## [Aim of the exercise]
Below are some records; output exactly the lines from the line with "filename crates/supervene-core/src/pairing.rs" to the line with "order.shuffle(rng);", both ends kept, and nothing more.

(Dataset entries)
====

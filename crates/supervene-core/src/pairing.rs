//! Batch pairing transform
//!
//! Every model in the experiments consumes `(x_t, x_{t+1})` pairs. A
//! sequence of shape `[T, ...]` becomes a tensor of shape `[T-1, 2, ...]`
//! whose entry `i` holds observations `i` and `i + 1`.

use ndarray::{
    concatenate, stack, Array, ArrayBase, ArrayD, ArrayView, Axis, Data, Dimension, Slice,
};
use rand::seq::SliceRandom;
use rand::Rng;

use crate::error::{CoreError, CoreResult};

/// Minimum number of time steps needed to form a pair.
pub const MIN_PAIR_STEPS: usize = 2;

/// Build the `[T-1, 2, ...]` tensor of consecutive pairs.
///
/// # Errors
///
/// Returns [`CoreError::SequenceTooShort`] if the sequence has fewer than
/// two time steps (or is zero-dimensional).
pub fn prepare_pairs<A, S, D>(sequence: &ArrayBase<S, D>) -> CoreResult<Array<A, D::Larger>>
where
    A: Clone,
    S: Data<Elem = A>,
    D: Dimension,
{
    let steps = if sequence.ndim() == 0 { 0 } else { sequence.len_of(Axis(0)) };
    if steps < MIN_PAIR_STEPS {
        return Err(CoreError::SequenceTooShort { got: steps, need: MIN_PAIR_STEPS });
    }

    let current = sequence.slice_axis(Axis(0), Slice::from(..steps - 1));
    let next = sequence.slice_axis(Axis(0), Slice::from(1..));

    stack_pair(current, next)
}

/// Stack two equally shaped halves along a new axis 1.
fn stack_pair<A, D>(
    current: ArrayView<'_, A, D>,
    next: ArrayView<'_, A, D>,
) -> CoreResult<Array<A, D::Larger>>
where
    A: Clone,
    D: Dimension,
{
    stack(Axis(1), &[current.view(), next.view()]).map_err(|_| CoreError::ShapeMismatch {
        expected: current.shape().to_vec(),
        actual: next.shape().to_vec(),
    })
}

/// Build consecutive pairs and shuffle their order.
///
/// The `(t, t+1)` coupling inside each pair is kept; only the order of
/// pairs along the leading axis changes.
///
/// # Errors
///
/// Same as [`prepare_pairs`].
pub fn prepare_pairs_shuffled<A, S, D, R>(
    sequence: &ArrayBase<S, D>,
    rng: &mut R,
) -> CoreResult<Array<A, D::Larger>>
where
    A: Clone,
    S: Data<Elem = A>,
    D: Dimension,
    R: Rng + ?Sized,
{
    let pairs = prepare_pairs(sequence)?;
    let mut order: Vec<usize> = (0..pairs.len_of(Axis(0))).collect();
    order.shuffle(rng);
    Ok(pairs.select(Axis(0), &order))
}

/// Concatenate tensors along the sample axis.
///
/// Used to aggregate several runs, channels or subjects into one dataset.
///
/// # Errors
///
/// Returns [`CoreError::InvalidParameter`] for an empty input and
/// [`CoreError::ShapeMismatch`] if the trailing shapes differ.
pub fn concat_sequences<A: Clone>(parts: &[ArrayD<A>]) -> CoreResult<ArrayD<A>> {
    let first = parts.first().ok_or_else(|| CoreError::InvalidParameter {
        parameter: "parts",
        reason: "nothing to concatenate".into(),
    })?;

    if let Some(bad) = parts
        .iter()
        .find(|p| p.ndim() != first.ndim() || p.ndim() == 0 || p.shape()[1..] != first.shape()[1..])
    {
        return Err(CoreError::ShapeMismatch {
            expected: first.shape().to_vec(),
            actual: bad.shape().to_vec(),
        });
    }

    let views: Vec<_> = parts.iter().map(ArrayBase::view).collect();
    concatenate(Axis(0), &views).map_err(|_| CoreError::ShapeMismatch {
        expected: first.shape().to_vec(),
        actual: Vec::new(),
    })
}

====

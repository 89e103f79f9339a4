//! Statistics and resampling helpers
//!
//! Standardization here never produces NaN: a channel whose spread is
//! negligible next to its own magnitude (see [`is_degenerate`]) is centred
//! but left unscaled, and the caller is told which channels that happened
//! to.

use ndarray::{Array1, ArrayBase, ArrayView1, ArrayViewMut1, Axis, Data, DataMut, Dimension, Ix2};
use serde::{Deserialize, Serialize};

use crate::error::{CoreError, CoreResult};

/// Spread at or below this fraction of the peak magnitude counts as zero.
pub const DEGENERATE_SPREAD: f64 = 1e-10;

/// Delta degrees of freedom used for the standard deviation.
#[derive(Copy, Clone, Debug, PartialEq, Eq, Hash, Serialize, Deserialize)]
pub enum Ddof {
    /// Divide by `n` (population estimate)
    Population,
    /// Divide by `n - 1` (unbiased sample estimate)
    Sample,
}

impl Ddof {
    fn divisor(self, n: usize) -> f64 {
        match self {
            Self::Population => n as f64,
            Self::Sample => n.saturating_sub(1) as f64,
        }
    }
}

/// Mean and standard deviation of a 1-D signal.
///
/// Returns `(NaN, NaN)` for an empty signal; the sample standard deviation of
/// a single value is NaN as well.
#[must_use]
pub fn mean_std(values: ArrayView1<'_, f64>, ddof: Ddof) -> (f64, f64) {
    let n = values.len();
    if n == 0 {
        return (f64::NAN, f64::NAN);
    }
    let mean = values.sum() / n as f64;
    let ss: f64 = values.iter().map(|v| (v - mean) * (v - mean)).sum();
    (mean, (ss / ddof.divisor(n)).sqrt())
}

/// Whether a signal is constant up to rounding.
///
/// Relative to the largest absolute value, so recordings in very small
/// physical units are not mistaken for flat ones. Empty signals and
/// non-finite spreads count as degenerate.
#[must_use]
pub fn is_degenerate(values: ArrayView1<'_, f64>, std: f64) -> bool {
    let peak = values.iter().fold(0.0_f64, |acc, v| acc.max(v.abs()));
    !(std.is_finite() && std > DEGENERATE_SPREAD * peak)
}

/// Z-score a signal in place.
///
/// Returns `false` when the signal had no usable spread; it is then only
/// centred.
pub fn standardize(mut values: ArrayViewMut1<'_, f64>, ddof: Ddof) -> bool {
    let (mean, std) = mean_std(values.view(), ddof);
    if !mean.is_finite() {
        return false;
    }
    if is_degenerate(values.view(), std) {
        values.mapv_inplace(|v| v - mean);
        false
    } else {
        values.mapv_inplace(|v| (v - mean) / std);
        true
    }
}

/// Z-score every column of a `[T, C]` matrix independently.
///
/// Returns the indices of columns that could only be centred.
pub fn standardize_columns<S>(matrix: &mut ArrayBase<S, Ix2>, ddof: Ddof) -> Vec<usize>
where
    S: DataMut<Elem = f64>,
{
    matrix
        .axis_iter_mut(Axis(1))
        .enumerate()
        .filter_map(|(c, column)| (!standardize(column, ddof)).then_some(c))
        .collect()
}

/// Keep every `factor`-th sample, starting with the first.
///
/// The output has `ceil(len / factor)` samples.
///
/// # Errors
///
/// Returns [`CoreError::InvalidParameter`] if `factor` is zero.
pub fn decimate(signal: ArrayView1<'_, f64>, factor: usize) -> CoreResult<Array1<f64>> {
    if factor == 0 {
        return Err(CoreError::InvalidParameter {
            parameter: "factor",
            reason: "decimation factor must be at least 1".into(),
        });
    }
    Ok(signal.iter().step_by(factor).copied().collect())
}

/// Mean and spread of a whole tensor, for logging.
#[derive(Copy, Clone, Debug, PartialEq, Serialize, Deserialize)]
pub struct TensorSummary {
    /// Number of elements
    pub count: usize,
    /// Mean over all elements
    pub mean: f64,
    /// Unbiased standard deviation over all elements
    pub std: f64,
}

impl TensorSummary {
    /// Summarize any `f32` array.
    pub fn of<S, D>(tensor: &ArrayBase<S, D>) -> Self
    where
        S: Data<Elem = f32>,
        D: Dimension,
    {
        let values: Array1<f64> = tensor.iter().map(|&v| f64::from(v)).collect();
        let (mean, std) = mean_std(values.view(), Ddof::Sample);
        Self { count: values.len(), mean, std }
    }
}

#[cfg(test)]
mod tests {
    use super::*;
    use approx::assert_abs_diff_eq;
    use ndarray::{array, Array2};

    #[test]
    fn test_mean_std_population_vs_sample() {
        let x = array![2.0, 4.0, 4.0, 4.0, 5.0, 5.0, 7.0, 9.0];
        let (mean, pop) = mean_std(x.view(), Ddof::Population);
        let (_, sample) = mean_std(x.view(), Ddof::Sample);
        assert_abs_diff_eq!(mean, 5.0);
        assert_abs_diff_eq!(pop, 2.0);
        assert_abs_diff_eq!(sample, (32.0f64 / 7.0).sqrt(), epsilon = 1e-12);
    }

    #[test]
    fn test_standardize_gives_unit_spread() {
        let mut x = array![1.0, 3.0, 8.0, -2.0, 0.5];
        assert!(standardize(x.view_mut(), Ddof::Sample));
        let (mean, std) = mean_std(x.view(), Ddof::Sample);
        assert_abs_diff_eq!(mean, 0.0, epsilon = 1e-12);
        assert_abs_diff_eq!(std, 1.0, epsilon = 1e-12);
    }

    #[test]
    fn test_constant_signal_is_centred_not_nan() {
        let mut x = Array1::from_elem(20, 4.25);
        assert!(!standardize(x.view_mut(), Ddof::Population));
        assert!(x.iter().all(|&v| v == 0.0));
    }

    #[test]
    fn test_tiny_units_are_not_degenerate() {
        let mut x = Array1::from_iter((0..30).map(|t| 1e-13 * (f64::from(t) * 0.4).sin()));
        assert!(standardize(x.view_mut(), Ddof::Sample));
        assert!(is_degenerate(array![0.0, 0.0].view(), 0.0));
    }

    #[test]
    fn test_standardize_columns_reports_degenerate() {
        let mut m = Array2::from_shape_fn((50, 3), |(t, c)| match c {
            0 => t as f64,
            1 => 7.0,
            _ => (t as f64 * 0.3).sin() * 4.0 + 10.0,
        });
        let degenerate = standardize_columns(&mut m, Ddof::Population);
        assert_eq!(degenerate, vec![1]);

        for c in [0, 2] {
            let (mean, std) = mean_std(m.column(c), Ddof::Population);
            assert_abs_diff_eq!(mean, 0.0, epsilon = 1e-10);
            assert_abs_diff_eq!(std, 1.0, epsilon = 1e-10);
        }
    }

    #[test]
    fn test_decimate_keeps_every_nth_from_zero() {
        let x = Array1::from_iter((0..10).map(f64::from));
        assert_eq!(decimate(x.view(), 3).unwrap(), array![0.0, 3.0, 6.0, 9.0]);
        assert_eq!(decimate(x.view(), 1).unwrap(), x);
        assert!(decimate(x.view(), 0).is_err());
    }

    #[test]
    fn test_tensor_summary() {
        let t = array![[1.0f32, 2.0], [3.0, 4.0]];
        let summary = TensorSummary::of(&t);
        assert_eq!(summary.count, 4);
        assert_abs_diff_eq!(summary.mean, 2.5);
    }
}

====

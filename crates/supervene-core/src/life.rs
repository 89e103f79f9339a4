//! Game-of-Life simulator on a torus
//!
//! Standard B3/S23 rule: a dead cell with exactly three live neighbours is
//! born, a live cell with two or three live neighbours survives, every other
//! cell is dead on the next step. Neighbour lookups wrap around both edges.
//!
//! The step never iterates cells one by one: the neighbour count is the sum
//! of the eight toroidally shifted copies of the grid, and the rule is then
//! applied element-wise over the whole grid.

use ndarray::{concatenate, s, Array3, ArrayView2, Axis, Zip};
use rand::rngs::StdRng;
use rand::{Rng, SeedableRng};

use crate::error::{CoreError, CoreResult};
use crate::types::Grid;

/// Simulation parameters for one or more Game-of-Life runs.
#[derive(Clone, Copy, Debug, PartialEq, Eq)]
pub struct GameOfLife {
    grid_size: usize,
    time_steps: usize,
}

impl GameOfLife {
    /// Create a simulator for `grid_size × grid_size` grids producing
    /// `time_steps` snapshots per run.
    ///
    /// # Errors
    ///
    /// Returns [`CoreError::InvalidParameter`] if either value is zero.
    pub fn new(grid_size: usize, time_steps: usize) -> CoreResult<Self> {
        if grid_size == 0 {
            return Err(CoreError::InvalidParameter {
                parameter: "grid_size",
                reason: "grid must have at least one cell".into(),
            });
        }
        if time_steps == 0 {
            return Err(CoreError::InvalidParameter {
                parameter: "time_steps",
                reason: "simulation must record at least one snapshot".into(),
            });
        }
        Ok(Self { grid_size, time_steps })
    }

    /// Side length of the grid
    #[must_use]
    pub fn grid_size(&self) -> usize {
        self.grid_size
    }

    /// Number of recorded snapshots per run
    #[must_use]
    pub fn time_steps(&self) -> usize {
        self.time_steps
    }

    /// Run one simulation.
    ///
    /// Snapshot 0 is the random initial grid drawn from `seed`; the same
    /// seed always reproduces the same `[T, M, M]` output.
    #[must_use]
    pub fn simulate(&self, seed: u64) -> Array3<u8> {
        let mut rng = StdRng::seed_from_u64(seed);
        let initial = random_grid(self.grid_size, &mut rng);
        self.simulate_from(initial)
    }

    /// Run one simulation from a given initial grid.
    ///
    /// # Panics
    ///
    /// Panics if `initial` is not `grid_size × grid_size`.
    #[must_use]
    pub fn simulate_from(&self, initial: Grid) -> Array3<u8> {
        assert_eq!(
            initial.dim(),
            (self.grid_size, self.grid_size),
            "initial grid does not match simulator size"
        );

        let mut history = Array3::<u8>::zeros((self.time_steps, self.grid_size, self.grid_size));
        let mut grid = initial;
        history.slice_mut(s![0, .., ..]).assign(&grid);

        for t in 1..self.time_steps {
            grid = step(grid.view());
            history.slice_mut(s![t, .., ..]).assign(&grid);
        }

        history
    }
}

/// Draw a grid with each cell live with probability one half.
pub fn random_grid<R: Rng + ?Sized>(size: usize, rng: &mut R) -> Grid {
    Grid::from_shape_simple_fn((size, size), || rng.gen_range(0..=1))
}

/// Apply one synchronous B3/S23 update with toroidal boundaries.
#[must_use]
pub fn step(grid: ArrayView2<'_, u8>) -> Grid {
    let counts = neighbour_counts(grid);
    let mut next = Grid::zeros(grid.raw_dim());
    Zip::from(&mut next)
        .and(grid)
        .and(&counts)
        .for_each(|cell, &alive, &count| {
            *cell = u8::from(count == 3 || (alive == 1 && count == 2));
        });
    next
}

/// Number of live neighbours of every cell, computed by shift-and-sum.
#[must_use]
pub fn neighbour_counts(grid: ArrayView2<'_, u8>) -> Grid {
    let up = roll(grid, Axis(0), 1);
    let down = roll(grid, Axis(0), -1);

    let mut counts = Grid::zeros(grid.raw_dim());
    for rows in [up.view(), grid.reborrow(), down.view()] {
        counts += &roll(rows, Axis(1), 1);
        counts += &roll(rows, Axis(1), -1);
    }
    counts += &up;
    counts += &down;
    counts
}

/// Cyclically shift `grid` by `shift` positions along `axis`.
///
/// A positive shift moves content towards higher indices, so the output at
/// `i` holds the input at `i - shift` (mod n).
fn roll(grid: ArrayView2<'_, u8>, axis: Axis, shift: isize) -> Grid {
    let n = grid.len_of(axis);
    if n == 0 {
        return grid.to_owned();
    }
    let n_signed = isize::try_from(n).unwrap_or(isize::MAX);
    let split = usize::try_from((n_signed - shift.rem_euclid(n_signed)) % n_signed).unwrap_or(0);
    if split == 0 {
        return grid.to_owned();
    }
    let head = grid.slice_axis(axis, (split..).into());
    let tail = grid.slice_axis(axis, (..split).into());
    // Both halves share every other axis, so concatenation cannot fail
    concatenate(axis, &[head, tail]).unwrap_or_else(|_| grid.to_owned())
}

====

## [Completed exercise]
filename crates/supervene-core/src/pairing.rs
//! Batch pairing transform
//!
//! Every model in the experiments consumes `(x_t, x_{t+1})` pairs. A
//! sequence of shape `[T, ...]` becomes a tensor of shape `[T-1, 2, ...]`
//! whose entry `i` holds observations `i` and `i + 1`.

use ndarray::{
    concatenate, stack, Array, ArrayBase, ArrayD, ArrayView, Axis, Data, Dimension, Slice,
};
use rand::seq::SliceRandom;
use rand::Rng;

use crate::error::{CoreError, CoreResult};

/// Minimum number of time steps needed to form a pair.
pub const MIN_PAIR_STEPS: usize = 2;

/// Build the `[T-1, 2, ...]` tensor of consecutive pairs.
///
/// # Errors
///
/// Returns [`CoreError::SequenceTooShort`] if the sequence has fewer than
/// two time steps (or is zero-dimensional).
pub fn prepare_pairs<A, S, D>(sequence: &ArrayBase<S, D>) -> CoreResult<Array<A, D::Larger>>
where
    A: Clone,
    S: Data<Elem = A>,
    D: Dimension,
{
    let steps = if sequence.ndim() == 0 { 0 } else { sequence.len_of(Axis(0)) };
    if steps < MIN_PAIR_STEPS {
        return Err(CoreError::SequenceTooShort { got: steps, need: MIN_PAIR_STEPS });
    }

    let current = sequence.slice_axis(Axis(0), Slice::from(..steps - 1));
    let next = sequence.slice_axis(Axis(0), Slice::from(1..));

    stack_pair(current, next)
}

/// Stack two equally shaped halves along a new axis 1.
fn stack_pair<A, D>(
    current: ArrayView<'_, A, D>,
    next: ArrayView<'_, A, D>,
) -> CoreResult<Array<A, D::Larger>>
where
    A: Clone,
    D: Dimension,
{
    stack(Axis(1), &[current.view(), next.view()]).map_err(|_| CoreError::ShapeMismatch {
        expected: current.shape().to_vec(),
        actual: next.shape().to_vec(),
    })
}

/// Build consecutive pairs and shuffle their order.
///
/// The `(t, t+1)` coupling inside each pair is kept; only the order of
/// pairs along the leading axis changes.
///
/// # Errors
///
/// Same as [`prepare_pairs`].
pub fn prepare_pairs_shuffled<A, S, D, R>(
    sequence: &ArrayBase<S, D>,
    rng: &mut R,
) -> CoreResult<Array<A, D::Larger>>
where
    A: Clone,
    S: Data<Elem = A>,
    D: Dimension,
    R: Rng + ?Sized,
{
    let pairs = prepare_pairs(sequence)?;
    let mut order: Vec<usize> = (0..pairs.len_of(Axis(0))).collect();
    order.shuffle(rng);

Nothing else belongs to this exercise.